Remoteness in Negligence
The original C sued by his victims, sues D for compensation he had to pay out. Claim failed. Held, struck out on public policy grounds, BUT in any case unreasonable and broke the chain. Interesting observation that the victims couldn't sue the drunk driver due to lack of a duty and foreseeability (remoteness).
Meah v McCreamer (No 2)
Claim brought by widow. Husband injured physically by D's negligence, began to suffer PTSD from surgery. Had previously been of "equable termprament". Became depressed and committed suicide. Held, claim upheld in HoL. Depression had been direct and foreseeable consequence of the accident for which the D had been responsible. Although suicide was a voluntary act, it was caused by his inability to make reasoned judgments due to depression. Since accident caused depression, and depression caused death, there was no break in the chain.
Corr v IBC Vehicles (2008)
Decided just after Hughes. Worker in a factory who uses molten metal in his job. Fellow worker knocks asbestos lid off cauldron into the molten metal. Unforeseeable chemical reaction between the two causes an explosion. C hit with molten metal and burnt. Argues burning reasonably foreseeable even if precise manner not. Held CA no. Burning caused by a splash of hot liquid was foreseeable, but burning caused by an explosion was not. This shows that the principle in Hughes can be undermined by construing the harm more or less broadly.
Doughty v Turner Manufacturing (1964)
C had had 3 children, wants no more, sterilised by D's hospital. Discovers following year she is 20 wks pregnant and has the child. Child has congential disorders and requires constant supervision. Claims for cost of raising the child; D argues she behaved unreasonably by not having an abortion. Held, there is not break in the chain of causation, not unreasonable (omission less likely than acts, leaving aside policy).
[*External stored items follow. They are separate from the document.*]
//! Table extraction through an external engine.
//!
//! The engine itself is a collaborator behind the [`TableEngine`] trait;
//! [`StrategyExtractor`] runs it under several layout heuristics and keeps
//! the richest result.

mod strategy;
mod tabula;
#[cfg(test)]
pub(crate) mod testing;

pub use strategy::{AttemptResult, ModeAttempt, StrategyExtractor, StrategyOutcome};
pub use tabula::{parse_tabula_json, TabulaEngine};

use std::borrow::Cow;
use std::fmt;
use std::path::Path;

use crate::error::EngineError;

/// A single table cell.
#[derive(Debug, Clone, PartialEq)]
pub enum Cell {
    /// Missing value.
    Empty,
    Text(String),
    Number(f64),
}

impl Cell {
    /// Text content of the cell, or `None` when the cell carries no value.
    pub fn as_text(&self) -> Option<Cow<'_, str>> {
        match self {
            Cell::Empty => None,
            Cell::Text(s) if s.trim().is_empty() => None,
            Cell::Text(s) => Some(Cow::Borrowed(s.as_str())),
            Cell::Number(n) if n.is_nan() => None,
            Cell::Number(_) => Some(Cow::Owned(self.to_string())),
        }
    }

    pub fn is_empty(&self) -> bool {
        self.as_text().is_none()
    }
}

impl fmt::Display for Cell {
    fn fmt(&self, f: &mut fmt::Formatter<'_>) -> fmt::Result {
        match self {
            Cell::Empty => Ok(()),
            Cell::Text(s) => f.write_str(s),
            // Whole numbers keep one decimal place ("2300.0") like the engine's float output.
            Cell::Number(n) if n.fract() == 0.0 && n.abs() < 1e16 => write!(f, "{:.1}", n),
            Cell::Number(n) => write!(f, "{}", n),
        }
    }
}

impl From<&str> for Cell {
    fn from(s: &str) -> Self {
        if s.is_empty() {
            Cell::Empty
        } else {
            Cell::Text(s.to_string())
        }
    }
}

impl From<f64> for Cell {
    fn from(n: f64) -> Self {
        Cell::Number(n)
    }
}

/// An ordered sequence of cells.
pub type Row = Vec<Cell>;

/// One table as returned by the engine.
#[derive(Debug, Clone, Default, PartialEq)]
pub struct RawTable {
    pub rows: Vec<Row>,
}

impl RawTable {
    pub fn new(rows: Vec<Row>) -> Self {
        Self { rows }
    }
}

/// Layout heuristic passed to the engine.
#[derive(Debug, Clone, Copy, PartialEq, Eq, Hash)]
pub enum ExtractionMode {
    /// Ruled table borders delimit cells.
    Lattice,
    /// Whitespace-aligned columns, no borders.
    Stream,
    /// Let the engine pick a layout.
    Guess,
}

impl ExtractionMode {
    /// All modes, in the order they are tried.
    pub const ALL: [ExtractionMode; 3] = [
        ExtractionMode::Lattice,
        ExtractionMode::Stream,
        ExtractionMode::Guess,
    ];

    pub fn as_str(&self) -> &'static str {
        match self {
            ExtractionMode::Lattice => "lattice",
            ExtractionMode::Stream => "stream",
            ExtractionMode::Guess => "guess",
        }
    }
}

impl fmt::Display for ExtractionMode {
    fn fmt(&self, f: &mut fmt::Formatter<'_>) -> fmt::Result {
        f.write_str(self.as_str())
    }
}

/// Pages requested from the engine.
#[derive(Debug, Clone, Default, PartialEq, Eq)]
pub enum PageSelection {
    #[default]
    All,
    /// 1-indexed page numbers.
    Pages(Vec<u32>),
}

impl fmt::Display for PageSelection {
    fn fmt(&self, f: &mut fmt::Formatter<'_>) -> fmt::Result {
        match self {
            PageSelection::All => f.write_str("all"),
            PageSelection::Pages(pages) => {
                let list: Vec<String> = pages.iter().map(|p| p.to_string()).collect();
                f.write_str(&list.join(","))
            }
        }
    }
}

/// External table-extraction engine.
pub trait TableEngine {
    /// Extract every table found on the selected pages using `mode`.
    fn read_tables(
        &self,
        path: &Path,
        pages: &PageSelection,
        mode: ExtractionMode,
    ) -> Result<Vec<RawTable>, EngineError>;

    /// Verify that the engine and its runtime can be launched.
    fn check_available(&self) -> Result<(), EngineError> {
        Ok(())
    }

    /// Name of this engine (for diagnostics).
    fn name(&self) -> &str;
}

/// Table produced by one extraction attempt.
#[derive(Debug, Clone, PartialEq)]
pub struct ExtractionResult {
    /// Mode that produced the rows.
    pub method: ExtractionMode,
    pub rows: Vec<Row>,
}

impl ExtractionResult {
    /// Concatenate tables in order. Columns are not reconciled across tables.
    pub fn from_tables(method: ExtractionMode, tables: Vec<RawTable>) -> Self {
        let rows = tables.into_iter().flat_map(|t| t.rows).collect();
        Self { method, rows }
    }

    pub fn row_count(&self) -> usize {
        self.rows.len()
    }

    pub fn is_empty(&self) -> bool {
        self.rows.is_empty()
    }

    /// Widest row, in cells.
    pub fn width(&self) -> usize {
        self.rows.iter().map(Vec::len).max().unwrap_or(0)
    }

    /// Non-empty cell values, row by row.
    pub fn values(&self) -> impl Iterator<Item = Cow<'_, str>> {
        self.rows.iter().flatten().filter_map(Cell::as_text)
    }
}

/// Join the non-empty cells of a row with single spaces.
pub fn join_row(row: &[Cell]) -> String {
    let parts: Vec<Cow<'_, str>> = row.iter().filter_map(Cell::as_text).collect();
    parts.join(" ")
}

#[cfg(test)]
mod tests {
    use super::*;
    use pretty_assertions::assert_eq;

    #[test]
    fn test_cell_text() {
        assert_eq!(Cell::from("").as_text(), None);
        assert_eq!(Cell::Text("   ".to_string()).as_text(), None);
        assert_eq!(Cell::from("Solde").as_text().as_deref(), Some("Solde"));
        assert_eq!(Cell::Number(2300.0).as_text().as_deref(), Some("2300.0"));
        assert_eq!(Cell::Number(45.5).as_text().as_deref(), Some("45.5"));
        assert_eq!(Cell::Number(f64::NAN).as_text(), None);
    }

    #[test]
    fn test_concatenation_preserves_order() {
        let first = RawTable::new(vec![vec!["a".into(), "b".into()], vec!["c".into()]]);
        let second = RawTable::new(vec![vec!["d".into(), "e".into(), "f".into()]]);

        let result = ExtractionResult::from_tables(ExtractionMode::Stream, vec![first, second]);

        assert_eq!(result.row_count(), 3);
        assert_eq!(result.width(), 3);
        assert_eq!(result.rows[2][0], Cell::from("d"));
        assert_eq!(result.values().collect::<Vec<_>>(), vec!["a", "b", "c", "d", "e", "f"]);
    }

    #[test]
    fn test_join_row_skips_empty() {
        let row = vec![
            Cell::from("15/01/2024"),
            Cell::Empty,
            Cell::from("Loyer"),
            Cell::Text(" ".to_string()),
            Cell::from("-650,00"),
        ];
        assert_eq!(join_row(&row), "15/01/2024 Loyer -650,00");
    }

    #[test]
    fn test_page_selection_display() {
        assert_eq!(PageSelection::All.to_string(), "all");
        assert_eq!(PageSelection::Pages(vec![1, 3]).to_string(), "1,3");
    }
}
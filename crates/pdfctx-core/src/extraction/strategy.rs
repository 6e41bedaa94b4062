//! Multi-strategy extraction: try every layout mode, keep the richest table.

use std::path::Path;

use tracing::{debug, info, warn};

use super::{ExtractionMode, ExtractionResult, PageSelection, TableEngine};

/// What one mode produced.
#[derive(Debug, Clone, PartialEq)]
pub enum AttemptResult {
    /// Tables were returned, with this many rows in total.
    Rows(usize),
    /// The engine returned no tables.
    Empty,
    /// The engine raised an error; the attempt was discarded.
    Failed(String),
}

/// Log entry for a single mode.
#[derive(Debug, Clone, PartialEq)]
pub struct ModeAttempt {
    pub mode: ExtractionMode,
    pub result: AttemptResult,
}

/// Outcome of running every mode on one document.
#[derive(Debug, Clone, PartialEq)]
pub struct StrategyOutcome {
    /// Richest result, if any mode produced rows.
    pub best: Option<ExtractionResult>,
    /// One entry per mode, in the order tried.
    pub attempts: Vec<ModeAttempt>,
}

impl StrategyOutcome {
    /// Mode of the selected result.
    pub fn method(&self) -> Option<ExtractionMode> {
        self.best.as_ref().map(|r| r.method)
    }

    /// True when every mode raised an error.
    pub fn all_failed(&self) -> bool {
        self.attempts
            .iter()
            .all(|a| matches!(a.result, AttemptResult::Failed(_)))
    }

    pub fn into_parts(self) -> (Option<ExtractionResult>, Option<ExtractionMode>) {
        let method = self.method();
        (self.best, method)
    }
}

/// Runs an engine under `lattice`, `stream` and `guess` and selects the result with the most rows.
pub struct StrategyExtractor<E> {
    engine: E,
    pages: PageSelection,
}

impl<E: TableEngine> StrategyExtractor<E> {
    /// Create an extractor requesting all pages.
    pub fn new(engine: E) -> Self {
        Self {
            engine,
            pages: PageSelection::All,
        }
    }

    /// Restrict the pages requested from the engine.
    pub fn with_pages(mut self, pages: PageSelection) -> Self {
        self.pages = pages;
        self
    }

    pub fn engine(&self) -> &E {
        &self.engine
    }

    /// Extract tables from `path`.
    ///
    /// A failing mode never aborts the run. Ties keep the mode tried first.
    pub fn extract(&self, path: &Path) -> StrategyOutcome {
        info!("Extracting tables from {}", path.display());

        let mut best: Option<ExtractionResult> = None;
        let mut attempts = Vec::with_capacity(ExtractionMode::ALL.len());

        for mode in ExtractionMode::ALL {
            let result = match self.engine.read_tables(path, &self.pages, mode) {
                Ok(tables) if tables.is_empty() => {
                    debug!("{}: no tables", mode);
                    AttemptResult::Empty
                }
                Ok(tables) => {
                    let combined = ExtractionResult::from_tables(mode, tables);
                    let rows = combined.row_count();
                    debug!("{}: {} rows", mode, rows);

                    let current = best.as_ref().map(ExtractionResult::row_count).unwrap_or(0);
                    if rows > current {
                        best = Some(combined);
                    }
                    AttemptResult::Rows(rows)
                }
                Err(e) => {
                    warn!("{} extraction failed for {}: {}", mode, path.display(), e);
                    AttemptResult::Failed(e.to_string())
                }
            };

            attempts.push(ModeAttempt { mode, result });
        }

        match &best {
            Some(result) => info!(
                "Selected {} ({} rows) for {}",
                result.method,
                result.row_count(),
                path.display()
            ),
            None => info!("No tables extracted from {}", path.display()),
        }

        StrategyOutcome { best, attempts }
    }
}

#[cfg(test)]
mod tests {
    use super::*;
    use crate::extraction::testing::ScriptedEngine;
    use crate::extraction::Cell;
    use pretty_assertions::assert_eq;

    fn run(engine: ScriptedEngine) -> StrategyOutcome {
        StrategyExtractor::new(engine).extract(Path::new("statement.pdf"))
    }

    #[test]
    fn test_selects_strict_maximum() {
        let outcome = run(ScriptedEngine::new()
            .tables(ExtractionMode::Lattice, &[3])
            .tables(ExtractionMode::Stream, &[7])
            .tables(ExtractionMode::Guess, &[5]));

        assert_eq!(outcome.method(), Some(ExtractionMode::Stream));
        assert_eq!(outcome.best.unwrap().row_count(), 7);
    }

    #[test]
    fn test_tie_prefers_earlier_mode() {
        let outcome = run(ScriptedEngine::new()
            .tables(ExtractionMode::Lattice, &[2])
            .tables(ExtractionMode::Stream, &[4])
            .tables(ExtractionMode::Guess, &[4]));
        assert_eq!(outcome.method(), Some(ExtractionMode::Stream));

        let outcome = run(ScriptedEngine::new()
            .tables(ExtractionMode::Lattice, &[4])
            .tables(ExtractionMode::Stream, &[4])
            .tables(ExtractionMode::Guess, &[4]));
        assert_eq!(outcome.method(), Some(ExtractionMode::Lattice));
    }

    #[test]
    fn test_concatenates_tables_of_one_mode() {
        let outcome = run(ScriptedEngine::new()
            .tables(ExtractionMode::Lattice, &[2, 3])
            .tables(ExtractionMode::Stream, &[4]));

        let best = outcome.best.unwrap();
        assert_eq!(best.method, ExtractionMode::Lattice);
        assert_eq!(best.row_count(), 5);
        assert_eq!(best.rows[0][0], Cell::from("lattice-0-0"));
        assert_eq!(best.rows[2][0], Cell::from("lattice-1-0"));
    }

    #[test]
    fn test_failing_mode_does_not_abort() {
        let outcome = run(ScriptedEngine::new()
            .failing(ExtractionMode::Lattice)
            .tables(ExtractionMode::Stream, &[1])
            .failing(ExtractionMode::Guess));

        assert_eq!(outcome.method(), Some(ExtractionMode::Stream));
        assert!(matches!(outcome.attempts[0].result, AttemptResult::Failed(_)));
        assert_eq!(outcome.attempts[1].result, AttemptResult::Rows(1));
        assert!(!outcome.all_failed());
    }

    #[test]
    fn test_all_failed_is_empty_outcome() {
        let outcome = run(ScriptedEngine::new()
            .failing(ExtractionMode::Lattice)
            .failing(ExtractionMode::Stream)
            .failing(ExtractionMode::Guess));

        assert!(outcome.all_failed());
        assert_eq!(outcome.into_parts(), (None, None));
    }

    #[test]
    fn test_zero_rows_never_selected() {
        let outcome = run(ScriptedEngine::new()
            .tables(ExtractionMode::Lattice, &[0])
            .tables(ExtractionMode::Guess, &[0, 0]));

        assert_eq!(outcome.best, None);
        assert_eq!(outcome.attempts[0].result, AttemptResult::Rows(0));
        assert_eq!(outcome.attempts[1].result, AttemptResult::Empty);
        assert!(!outcome.all_failed());
    }
}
Not contrary to public policy to award damages for the birth of a child.
Emeh v Kensington and Chelsea AHA (1984)
C passenger on a train which crashes, suffers PTSD, changed his personality. Voluntary MS -- diminished responsibility. Criminal law conviction of homicide. Tort law argued the crash changed his personality, but for which he would not have killed. Claim for total loss: of earnings while imprisoned, loss of liberty, reputation damage, guilt, indemnity in case of claims brought against him. Held, claim failed. Ground was ex turpi causa -- cannot recover in respect of losses caused by criminality, irrespective they would not have occurred but for the negligence of another. Consistency across the legal system is part of the justification of the illegality principle in this area.
Gray v Thames Trains (2009)
Manhole left open and unguarded, tent covered, parafin lamps. C, 8, and his ten year old uncle knocked a lamp into the manhole, causing an explosion. This led to C being burned. Held, HoL, if the type of damage was reasonably foreseeable it does not matter that the sequence of events that actually brought the harm about was not. On these facts it was reasonably foreseeable that if a boy entered the tent he would take a lamp, that if it fell he would be burned. Not foreseeable that it would be this bad but it is type of damage not extent that must be foreseeable.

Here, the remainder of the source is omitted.